Dans la cadre du futur réaménagement de la place du Partage à Bagatelle, les associations de quartier France Solidarité et Diapason ont souhaité mettre en place une démarche de concertation auprès des habitant.e.s afin d’impliquer les différents usager.e.s de la place dans son aménagement, et ainsi faciliter son appropriation après le chantier. Le projet visait aussi à impliquer particulièrement les femmes qui aujourd’hui sont peu présentes dans les espaces publics du quartier. C’est dans ce cadre là que ces deux associations locales et la mairie de Toulouse ont fait appel à nos compétences pour organiser des temps de concertation.

 

 

Notre mission était donc de réaliser un diagnostic partagé des usages de la place du partage afin de rédiger des préconisations quant à son futur aménagement. Nous nous sommes ainsi organisé avec les associations du quartier afin de se répartir les actions.
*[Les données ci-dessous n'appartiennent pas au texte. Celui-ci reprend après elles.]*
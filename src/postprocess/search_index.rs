//! Search index assembly: a flat JSON array of `{title, url, tags,
//! content}` ordered newest-first via `query_indexes.by_date`, written to
//! the output root (or under the snapshot's `version_id` when it isn't the
//! default, mirroring the per-version output layout §6.6 describes for
//! multi-version builds).

use super::{PostprocessInput, page_url, strip_html_to_text};
use crate::primitives::atomic::atomic_write;
use anyhow::Context;
use serde_json::json;

pub fn write_search_index(input: &PostprocessInput<'_>) -> anyhow::Result<()> {
    let entries: Vec<_> = input
        .query_indexes
        .by_date
        .iter()
        .filter_map(|&idx| input.snapshot.pages.get(idx))
        .filter(|p| p.output_path.is_some())
        .map(|page| {
            json!({
                "title": page.title,
                "url": page_url(input.config, page),
                "tags": page.tags,
                "content": strip_html_to_text(&page.rendered_html),
            })
        })
        .collect();

    let dir = if input.snapshot.version_id.is_empty() || input.snapshot.version_id == "default" {
        input.config.output_dir.clone()
    } else {
        input.config.output_dir.join(&input.snapshot.version_id)
    };
    let path = dir.join("search-index.json");
    atomic_write(&path, serde_json::to_vec(&entries)?.as_slice()).with_context(|| format!("writing {}", path.display()))
}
Les associations locales se sont occupées des observations en remplissant une grille avec les différentes utilisations de la place en fonction des périodes de la journée. Elles ont ainsi pu noter qui occupait la place (âge, sexe, nombre de personnes), qu’est-ce que les personnes présentes faisaient et comment elles utilisaient la place (jouer, s'asseoir sur les bancs, jouer à la pétanque, discuter, etc.). Parallèlement aux relevés des usages, les associations du quartier ont questionné les habitant.e.s et usager.e.s de la place sur leurs utilisations, pourquoi il.elle.s venaient ou au contraire ne venaient pas sur la place du partage, ainsi que leurs envies en terme d’aménagement. Nous avons eu au total 56 réponses dont 50% d’hommes et 50% de femmes.

 

Afin de compléter leur travail, deux journées de concertation ont été organisées et proposaient aux habitant.e.s de participer à des ateliers installés sur la place du Partage. Nous avons fait le choix d’aller directement à leur rencontre en se positionnant dans l’espace public et en proposant des activités ludiques en continu durant l’après-midi. Ainsi, mêmes les personnes qui n’avaient que peu de temps pouvaient participer et celles qui n’étaient pas à l’aise pour s’exprimer en groupe ont pu venir échanger avec nous individuellement. Aussi, nous avons choisi d’utiliser des supports d’expression variées : écriture, expression orale, dessin, maquette, cartographie afin de permettre à tou.te.s de s’exprimer en fonction du médium qui les met les plus à l’aise. Nous avons également utilisé notre caravane atelier agissant comme un point de repère dans l’espace public et un espace de jeux pour les enfants.

 

La première journée d'atelier, nous proposions deux supports d’expression, un porteur de parole et une cartographie participative. Le premier posait la question “De quoi avez vous besoin pour vous sentir bien dans votre quartier ?”. Les habitant.e.s avaient la possibilité d’y répondre soit en dessinant, soit en écrivant leur souhaits, craintes, besoins etc. Une fois leur remarque formulée, elle était affichée pour que leurs réponses fassent écho et créent débat. Le second permettait de situer géographiquement (à l’aide de post-it organisés par un code couleur) les endroits qu’il.elle.s aiment, ceux qu’il.elle.s n’aiment pas, les souvenirs d’événements, d’histoires et enfin des idées de réaménagement à proposer.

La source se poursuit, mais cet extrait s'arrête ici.